(Information given)

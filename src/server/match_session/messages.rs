use actix::prelude::*;
use serde::{Deserialize, Serialize};

use crate::game::state::Match;
use crate::game::types::{ConnectionId, LobbySnapshot, MatchId, MatchState, RoundResult};

/// Client -> server events. Wire form: `{"event": "...", "data": ...}`.
#[derive(Serialize, Deserialize, Clone, Debug, PartialEq, Eq)]
#[serde(tag = "event", content = "data", rename_all = "camelCase")]
pub enum ClientWsMessage {
    /// Payload: display name.
    CreateLobby(String),
    #[serde(rename_all = "camelCase")]
    JoinLobby {
        match_id: MatchId,
        #[serde(default)]
        display_name: String,
    },
    ToggleReady(MatchId),
    StartGame(MatchId),
    PlayerClick(MatchId),
    RequestRematch(MatchId),
    LeaveLobby(MatchId),
    Ping,
}

/// Server -> client events, same wire form.
#[derive(Message, Serialize, Deserialize, Clone, Debug, PartialEq, Eq)]
#[rtype(result = "()")]
#[serde(tag = "event", content = "data", rename_all = "camelCase")]
pub enum ServerWsMessage {
    LobbyCreated(MatchId),
    LobbyState(LobbySnapshot),
    GameStart(MatchId),
    GameState(MatchState),
    Countdown(u32),
    #[serde(rename_all = "camelCase")]
    GameResult {
        winner_id: Option<ConnectionId>,
        result: RoundResult,
        #[serde(default, skip_serializing_if = "Option::is_none")]
        reaction_ms: Option<u64>,
    },
    PlayerLeft,
    Error {
        code: String,
        message: String,
    },
}

impl ServerWsMessage {
    pub fn error(code: &str, message: &str) -> Self {
        Self::Error {
            code: code.to_string(),
            message: message.to_string(),
        }
    }
}

/// A connection opened; `addr` receives its outbound events.
#[derive(Message)]
#[rtype(result = "()")]
pub struct Connect {
    pub conn_id: ConnectionId,
    pub addr: Recipient<ServerWsMessage>,
}

/// A connection closed (cleanly or not).
#[derive(Message)]
#[rtype(result = "()")]
pub struct Disconnect {
    pub conn_id: ConnectionId,
}

/// A decoded client event from `conn_id`.
#[derive(Message)]
#[rtype(result = "()")]
pub struct ClientEvent {
    pub conn_id: ConnectionId,
    pub event: ClientWsMessage,
}

/// Look up a match by code.
#[derive(Message)]
#[rtype(result = "Option<Match>")]
pub struct GetMatch {
    pub match_id: MatchId,
}

/// Number of live matches.
#[derive(Message)]
#[rtype(result = "usize")]
pub struct MatchCount;
/// Lobby operations for the MatchServer: create, join, readiness, explicit
/// start and leave/disconnect cleanup.

use actix::prelude::*;
use log::{debug, info};

use super::messages::ServerWsMessage;
use super::round;
use super::server::MatchServer;
use crate::game::state::JoinOutcome;
use crate::game::types::ConnectionId;
use crate::server::ws_error::LobbyError;

/// Create a match hosted by `conn_id`. Leaves any previous match first.
pub fn create_lobby(
    this: &mut MatchServer,
    conn_id: ConnectionId,
    display_name: &str,
    ctx: &mut Context<MatchServer>,
) {
    leave_current(this, conn_id, ctx);

    let match_id = this.store.create(conn_id, display_name);
    this.registry.bind(conn_id, match_id.clone());
    info!("[MatchServer] Lobby {} created by {}", match_id, conn_id);

    this.broadcaster.send_to(conn_id, ServerWsMessage::LobbyCreated(match_id.clone()));
    if let Some(game) = this.store.get(&match_id) {
        this.broadcaster.send_lobby_state(game);
    }
}

/// Join an existing match. Rejoining a match one already belongs to is a
/// no-op that re-sends the snapshot.
pub fn join_lobby(
    this: &mut MatchServer,
    conn_id: ConnectionId,
    match_id: &str,
    display_name: &str,
    ctx: &mut Context<MatchServer>,
) -> Result<(), LobbyError> {
    let outcome = this
        .store
        .get(match_id)
        .ok_or(LobbyError::NotFound)?
        .check_join(conn_id)?;

    if this.registry.is_bound_elsewhere(conn_id, match_id) {
        debug!("[MatchServer] {} switches to {}, leaving previous match", conn_id, match_id);
        leave_current(this, conn_id, ctx);
    }

    let game = this.store.get_mut(match_id).ok_or(LobbyError::NotFound)?;
    if outcome == JoinOutcome::Joined {
        game.add_player(conn_id, display_name)?;
        info!("[MatchServer] {} joined lobby {}", conn_id, match_id);
    }
    this.registry.bind(conn_id, match_id.to_string());
    this.broadcaster.send_lobby_state(game);
    Ok(())
}

/// Flip a guest's readiness; auto-starts once both players are ready.
pub fn toggle_ready(
    this: &mut MatchServer,
    conn_id: ConnectionId,
    match_id: &str,
    ctx: &mut Context<MatchServer>,
) -> Result<(), LobbyError> {
    let game = this.store.get_mut(match_id).ok_or(LobbyError::NotFound)?;
    let Some(is_ready) = game.toggle_ready(conn_id) else {
        return Err(LobbyError::InvalidState);
    };
    debug!("[MatchServer] {} is now {} in {}", conn_id, if is_ready { "ready" } else { "not ready" }, match_id);
    this.broadcaster.send_lobby_state(game);

    if game.can_start() {
        info!("[MatchServer] All players ready in {}, starting", match_id);
        round::start_match(this, match_id, ctx);
    }
    Ok(())
}

/// Host-only start, with the same preconditions as the automatic start.
pub fn start_game(
    this: &mut MatchServer,
    conn_id: ConnectionId,
    match_id: &str,
    ctx: &mut Context<MatchServer>,
) -> Result<(), LobbyError> {
    let game = this.store.get(match_id).ok_or(LobbyError::NotFound)?;
    if !game.is_host(conn_id) {
        return Err(LobbyError::Forbidden("Only the host can start the game"));
    }
    if !game.can_start() {
        debug!(
            "[MatchServer] Cannot start {}: players={}, state={:?}",
            match_id,
            game.players.len(),
            game.state
        );
        return Err(LobbyError::InvalidState);
    }
    round::start_match(this, match_id, ctx);
    Ok(())
}

/// Explicit leave of the match the connection is currently in.
pub fn leave_lobby(
    this: &mut MatchServer,
    conn_id: ConnectionId,
    match_id: &str,
    ctx: &mut Context<MatchServer>,
) -> Result<(), LobbyError> {
    if this.registry.match_of(conn_id).map(String::as_str) != Some(match_id) {
        return Err(LobbyError::InvalidState);
    }
    leave_current(this, conn_id, ctx);
    Ok(())
}

/// Remove `conn_id` from the match it is bound to, if any.
///
/// A round in progress ends with the remaining player as winner. An emptied
/// match is destroyed with its pending timer; otherwise the host is re-elected
/// and the remaining member gets a snapshot and `playerLeft`.
pub fn leave_current(this: &mut MatchServer, conn_id: ConnectionId, ctx: &mut Context<MatchServer>) {
    let Some(match_id) = this.registry.unbind(conn_id) else {
        return;
    };
    let Some(game) = this.store.get_mut(&match_id) else {
        return;
    };

    let forfeit = game.forfeit(conn_id);
    let Some(departure) = game.remove_player(conn_id) else {
        return;
    };
    info!("[MatchServer] {} left {}", conn_id, match_id);

    if departure.emptied {
        this.store.remove(&match_id);
        this.cancel_timer(&match_id, ctx);
        info!("[MatchServer] Lobby {} destroyed (empty)", match_id);
        return;
    }
    if let Some(promoted) = departure.promoted {
        info!("[MatchServer] {} promoted to host of {}", promoted, match_id);
    }
    if let Some(outcome) = forfeit {
        info!("[MatchServer] Round in {} forfeited by {}", match_id, conn_id);
        this.cancel_timer(&match_id, ctx);
        round::announce_results(this, &match_id, outcome);
    }

    if let Some(game) = this.store.get(&match_id) {
        this.broadcaster.send_lobby_state(game);
        this.broadcaster.send_to_match(game, ServerWsMessage::PlayerLeft);
    }
}
//! Fatal error supervision
//!
//! Hooks never exit the process themselves. They report fatal errors here and
//! the host decides how to stop: close the transport, log, and exit non-zero.

use crate::error::SessionError;
use crate::transport::Transport;
use std::future::Future;
use tokio::sync::mpsc;
use tracing::{error, info, warn};

/// Sending half handed to the session; cheap to clone
#[derive(Debug, Clone)]
pub struct FatalReporter {
    tx: mpsc::UnboundedSender<SessionError>,
}

impl FatalReporter {
    pub fn report(&self, error: &SessionError) {
        if self.tx.send(error.clone()).is_err() {
            error!(error = %error, "Fatal error raised after supervisor stopped");
        }
    }
}

/// How supervision ended
#[derive(Debug)]
pub enum SupervisorExit {
    /// The host asked to stop
    Shutdown,
    /// The session hit an unrecoverable error
    Fatal(SessionError),
}

impl SupervisorExit {
    pub fn exit_code(&self) -> i32 {
        match self {
            SupervisorExit::Shutdown => 0,
            SupervisorExit::Fatal(_) => 1,
        }
    }
}

/// Receives fatal errors from the session and performs the orderly shutdown
#[derive(Debug)]
pub struct SessionSupervisor {
    fatal_rx: mpsc::UnboundedReceiver<SessionError>,
}

impl SessionSupervisor {
    pub fn channel() -> (FatalReporter, SessionSupervisor) {
        let (tx, fatal_rx) = mpsc::unbounded_channel();
        (FatalReporter { tx }, SessionSupervisor { fatal_rx })
    }

    /// Next reported fatal error, if one is already queued
    pub fn try_fatal(&mut self) -> Option<SessionError> {
        self.fatal_rx.try_recv().ok()
    }

    /// Wait for the first fatal error
    pub async fn next_fatal(&mut self) -> Option<SessionError> {
        self.fatal_rx.recv().await
    }

    /// Wait for a fatal error or `shutdown`, then close the transport.
    pub async fn supervise<T, F>(mut self, transport: &T, shutdown: F) -> SupervisorExit
    where
        T: Transport,
        F: Future<Output = ()>,
    {
        // If every reporter is dropped the first branch disables itself
        let exit = tokio::select! {
            Some(error) = self.fatal_rx.recv() => {
                error!(error = %error, "Fatal session error, shutting down");
                SupervisorExit::Fatal(error)
            }
            _ = shutdown => {
                info!("Shutdown requested");
                SupervisorExit::Shutdown
            }
        };

        if let Err(e) = transport.shutdown().await {
            warn!("Error while closing transport: {}", e);
        }
        info!(exit_code = exit.exit_code(), "Session supervisor finished");
        exit
    }
}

(End Information given)

What is required> Copy the stretch of the records above that runs from the line with "pub enum SupervisorExit" through the line with "if let Err(e)". Both end lines belong in the copy, and nothing else does.

Response to the task>
pub enum SupervisorExit {
    /// The host asked to stop
    Shutdown,
    /// The session hit an unrecoverable error
    Fatal(SessionError),
}

impl SupervisorExit {
    pub fn exit_code(&self) -> i32 {
        match self {
            SupervisorExit::Shutdown => 0,
            SupervisorExit::Fatal(_) => 1,
        }
    }
}

/// Receives fatal errors from the session and performs the orderly shutdown
#[derive(Debug)]
pub struct SessionSupervisor {
    fatal_rx: mpsc::UnboundedReceiver<SessionError>,
}

impl SessionSupervisor {
    pub fn channel() -> (FatalReporter, SessionSupervisor) {
        let (tx, fatal_rx) = mpsc::unbounded_channel();
        (FatalReporter { tx }, SessionSupervisor { fatal_rx })
    }

    /// Next reported fatal error, if one is already queued
    pub fn try_fatal(&mut self) -> Option<SessionError> {
        self.fatal_rx.try_recv().ok()
    }

    /// Wait for the first fatal error
    pub async fn next_fatal(&mut self) -> Option<SessionError> {
        self.fatal_rx.recv().await
    }

    /// Wait for a fatal error or `shutdown`, then close the transport.
    pub async fn supervise<T, F>(mut self, transport: &T, shutdown: F) -> SupervisorExit
    where
        T: Transport,
        F: Future<Output = ()>,
    {
        // If every reporter is dropped the first branch disables itself
        let exit = tokio::select! {
            Some(error) = self.fatal_rx.recv() => {
                error!(error = %error, "Fatal session error, shutting down");
                SupervisorExit::Fatal(error)
            }
            _ = shutdown => {
                info!("Shutdown requested");
                SupervisorExit::Shutdown
            }
        };

        if let Err(e) = transport.shutdown().await {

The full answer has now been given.